Mardi 11 mars 2008, Escaldes, Andorre.

            Le ciel est sombre. Dehors, c’est un vrai déluge ; plus haut, les montagnes retrouvent leur manteau neigeux, là même où nous devrions être en train de skier, Betty et moi, si la météo était plus clémente. Le shopping est alors notre activité principale : je me rends compte que je suis bien moins résistant sur le bitume que sur les sentiers de montagne. Betty me le fait gentiment remarquer. Donc, alors qu’elle est déjà repartie à l’assaut non pas d’une face Nord mais des boutiques, je fais une pause, je me remémore ces deux journées à Ansabère, en janvier et février dernier, sur la face Nord (celle-là une vrai) du petit pic.
Ces deux journées sont étroitement liées, la première inspirant la seconde, la seconde parachevant la première…
Tout commence en avril 2007, lorsqu’avec Boris, nous partons pour Ansabère avec la ferme intention de gravir la petite aiguille par la voie normale originelle, celle ouverte par Lacq et Naudé en 1926. Cette course, ce devait être mon baptême car il était prévu que je la fasse en leader. Au dernier moment, nous changions d’itinéraire préférant à ce moment-là escalader le couloir Bellocq-Cazanave-Trey, ce couloir plein Sud entre petit pic et petite aiguille, course plus difficile que la voie normale de la petite aiguille. Point de baptême donc…

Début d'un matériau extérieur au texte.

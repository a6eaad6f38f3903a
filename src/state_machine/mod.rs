mod dispatch;
mod state;

pub use dispatch::{
    Dispatch, DispatchRecord, DispatchStatus, RetryConfig, Transition, is_retryable,
};
pub use state::{AttemptTrace, DeliveryState};
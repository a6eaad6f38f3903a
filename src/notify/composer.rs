//! Builds the notification text and the optional log attachment.
//!
//! Composition is pure: the same status, metadata and log lines always yield
//! byte-identical output.

use std::collections::BTreeSet;

use super::types::{ComposedMessage, JobMetadata, LogSource, Status};

pub const LOG_BEGIN_MARKER: &str = "---BEGIN LOG---";
pub const LOG_END_MARKER: &str = "---END LOG---";

/// Renders the headline template and job summary for a notification.
pub struct MessageComposer<'a> {
    template: &'a str,
}

impl<'a> MessageComposer<'a> {
    pub fn new(template: &'a str) -> Self {
        Self { template }
    }

    /// Compose the text and, when `status` is in `send_log_on`, the log attachment.
    ///
    /// The log source is only read when the attachment is produced.
    pub fn compose<L>(
        &self,
        status: Status,
        meta: &JobMetadata,
        logs: &L,
        send_log_on: &BTreeSet<Status>,
    ) -> ComposedMessage
    where
        L: LogSource + ?Sized,
    {
        let summary = summary(meta);
        let text = format!("{}\n{summary}", self.headline(status, meta));

        let attachment = send_log_on.contains(&status).then(|| {
            let mut body = summary;
            body.push_str("\n\n");
            body.push_str(LOG_BEGIN_MARKER);
            // Lines already carry their own line breaks.
            for line in logs.log_lines() {
                body.push_str(&line);
            }
            body.push_str(LOG_END_MARKER);
            body.into_bytes()
        });

        ComposedMessage { text, attachment }
    }

    /// Substitute `{status}`, `{label}` and `{trigger}` in the template.
    ///
    /// Single pass: placeholders inside substituted values are left as is.
    pub fn headline(&self, status: Status, meta: &JobMetadata) -> String {
        let status = status.to_string();
        let fields = [
            ("{status}", status.as_str()),
            ("{label}", meta.label.as_str()),
            ("{trigger}", meta.trigger.as_str()),
        ];

        let mut out = String::with_capacity(self.template.len());
        let mut rest = self.template;
        while let Some(open) = rest.find('{') {
            out.push_str(&rest[..open]);
            rest = &rest[open..];
            match fields.iter().find(|(key, _)| rest.starts_with(key)) {
                Some((key, value)) => {
                    out.push_str(value);
                    rest = &rest[key.len()..];
                }
                None => {
                    out.push('{');
                    rest = &rest[1..];
                }
            }
        }
        out.push_str(rest);
        out
    }
}

const TIMESTAMP_FORMAT: &str = "%Y-%m-%d %H:%M:%S UTC";

fn summary(meta: &JobMetadata) -> String {
    format!(
        "Job: {} ({})\nStarted:  {}\nFinished: {}\nDuration: {}\n",
        meta.label,
        meta.trigger,
        meta.started_at.format(TIMESTAMP_FORMAT),
        meta.finished_at.format(TIMESTAMP_FORMAT),
        meta.elapsed_time()
    )
}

En janvier 2008, nous repartons pour Ansabère déterminés à faire cette course non réalisée l’année précédente : la voie normale de la petite aiguille. Enfin l’occasion du baptême se représente ! Le topo est le suivant : plein Nord, il faut remonter un couloir de neige en piolets-crampons, couloir qui part en oblique vers la droite (1 à 3 sur la photo). Une traversée vers la gauche permet de revenir vers la Grande Brèche entre petit pic et petite aiguille (2). Il reste alors à escalader les derniers mètres jusqu’au sommet de cette dernière. Ceci, c’est la théorie…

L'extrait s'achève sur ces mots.